I then sent it to a high-powered, competitive journal in my field, where 1 of 4 reviewers/editors liked it and the others had criticisms and recommended it not be published. So it was rejected.

So ... according to academic wisdom, I should be worried and devastated about this, and should take this as an indication that the paper (and by extension, my research and writing) is bad and unworthy.

But now that I'm a bit detached, I see it differently. I wrote a paper, and approximately 20 people read it. 17 of those 20 people liked it and thought it should be published. 3 disagreed, for reasons unknown. Maybe they really hated the paper. Maybe they googled the topic and saw that I was a grad student and declined it for that reason. Maybe I forgot to cite their favorite piece of literature, or something they wrote. Maybe they didn't have time to read it thoroughly. Maybe they had a friend or student submitting at the same time and wanted to increase that person's chances at getting published.

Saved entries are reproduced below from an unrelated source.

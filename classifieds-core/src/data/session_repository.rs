use std::sync::Arc;

use async_trait::async_trait;
use tracing::info;

use crate::data::kv_store::{KeyValueStore, read_json, write_json};
use crate::domain::error::DomainError;
use crate::domain::session::Session;

pub const SESSION_KEY: &str = "currentUser";

/// Persists the last logged-in session so a later process can resume it.
#[async_trait]
pub trait SessionRepository: Send + Sync {
    async fn save(&self, session: &Session) -> Result<(), DomainError>;
    async fn load(&self) -> Result<Option<Session>, DomainError>;
    async fn clear(&self) -> Result<(), DomainError>;
}

pub struct KvSessionRepository<S: KeyValueStore> {
    store: Arc<S>,
}

impl<S: KeyValueStore> KvSessionRepository<S> {
    pub fn new(store: Arc<S>) -> Self {
        Self { store }
    }
}

#[async_trait]
impl<S: KeyValueStore> SessionRepository for KvSessionRepository<S> {
    async fn save(&self, session: &Session) -> Result<(), DomainError> {
        write_json(self.store.as_ref(), SESSION_KEY, session).await?;
        info!(email = %session.email(), "session stored");
        Ok(())
    }

    async fn load(&self) -> Result<Option<Session>, DomainError> {
        read_json(self.store.as_ref(), SESSION_KEY).await
    }

    async fn clear(&self) -> Result<(), DomainError> {
        self.store.remove(SESSION_KEY).await
    }
}
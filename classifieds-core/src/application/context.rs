use std::sync::Arc;

use tracing::info;

use crate::application::account_service::AccountService;
use crate::application::ad_service::AdService;
use crate::data::ad_repository::KvAdRepository;
use crate::data::kv_store::{JsonFileStore, KeyValueStore, MemoryStore};
use crate::data::session_repository::KvSessionRepository;
use crate::data::user_repository::KvUserRepository;
use crate::domain::error::DomainError;
use crate::infrastructure::config::AppConfig;

pub type Accounts<S> = AccountService<KvUserRepository<S>, KvSessionRepository<S>>;
pub type Ads<S> = AdService<KvAdRepository<S>>;

/// Both services wired onto one shared key-value store.
pub struct AppContext<S: KeyValueStore + 'static> {
    pub accounts: Accounts<S>,
    pub ads: Ads<S>,
}

impl<S: KeyValueStore + 'static> AppContext<S> {
    pub fn new(store: Arc<S>) -> Self {
        let user_repo = Arc::new(KvUserRepository::new(Arc::clone(&store)));
        let session_repo = Arc::new(KvSessionRepository::new(Arc::clone(&store)));
        let ad_repo = Arc::new(KvAdRepository::new(store));

        Self {
            accounts: AccountService::new(user_repo, session_repo),
            ads: AdService::new(ad_repo),
        }
    }
}

impl AppContext<JsonFileStore> {
    pub async fn open(config: &AppConfig) -> Result<Self, DomainError> {
        let store = JsonFileStore::open(&config.data_file).await?;
        info!(path = %store.path().display(), "data store opened");
        Ok(Self::new(Arc::new(store)))
    }
}

impl AppContext<MemoryStore> {
    pub fn in_memory() -> Self {
        Self::new(Arc::new(MemoryStore::new()))
    }
}
//! Property tests for listing order and filtering.

use chrono::{Duration, TimeZone, Utc};
use proptest::prelude::*;

use classifieds_core::domain::query::sort_recent_first;
use classifieds_core::{Ad, AdDraft, AdQuery, Currency};

fn ad(owner: &str, title: &str, offset_secs: i64) -> Ad {
    let base = Utc.with_ymd_and_hms(2024, 1, 1, 0, 0, 0).unwrap();
    Ad::new(
        owner.to_string(),
        AdDraft {
            title: title.to_string(),
            category: "jobs".into(),
            price: "1".into(),
            currency: Currency::Rupees,
            description: "d".into(),
            location: "Peru".into(),
            thumbnail: Some("t".into()),
            images: vec!["i".into()],
        },
        base + Duration::seconds(offset_secs),
    )
}

proptest! {
    /// Listing order is newest first whatever order ads were stored in.
    #[test]
    fn sorted_listing_is_descending(offsets in prop::collection::vec(0i64..10_000, 0..40)) {
        let mut ads: Vec<Ad> = offsets.iter().map(|o| ad("a@x.com", "t", *o)).collect();
        sort_recent_first(&mut ads);
        for pair in ads.windows(2) {
            prop_assert!(pair[0].created_at >= pair[1].created_at);
        }
    }

    /// Owner filter keeps exactly the owner's ads.
    #[test]
    fn owner_filter_is_exact(owners in prop::collection::vec(0usize..3, 0..30)) {
        let emails = ["a@x.com", "b@x.com", "c@x.com"];
        let ads: Vec<Ad> = owners
            .iter()
            .enumerate()
            .map(|(i, o)| ad(emails[*o], "t", i as i64))
            .collect();

        let query = AdQuery::new().owner("b@x.com");
        let kept = ads.iter().filter(|a| query.matches(a)).count();
        let expected = owners.iter().filter(|o| **o == 1).count();
        prop_assert_eq!(kept, expected);
    }

    /// A title always matches any of its own substrings, in any case.
    #[test]
    fn title_substring_matches(title in "[a-zA-Z ]{1,20}", start in 0usize..20, len in 1usize..20) {
        let start = start.min(title.len() - 1);
        let end = (start + len).min(title.len());
        let needle = title[start..end].to_uppercase();
        prop_assume!(!needle.trim().is_empty());

        let a = ad("a@x.com", &title, 0);
        prop_assert!(AdQuery::new().text(needle).matches(&a));
    }
}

I'll never know. But it doesn't matter. I refuse to beat myself up over the fact that 15% of the people who reviewed my work didn't like it. Those people don't know me, and they have their own motivations. If I can go through my life with 85% of the people who review my work thinking I'm pretty bright and doing good work, then I refuse to spend my life worrying about what the other15% think ... since I will never understand exactly what they are thinking.

That is not good for my sanity or self-esteem, and I choose a different kind of life.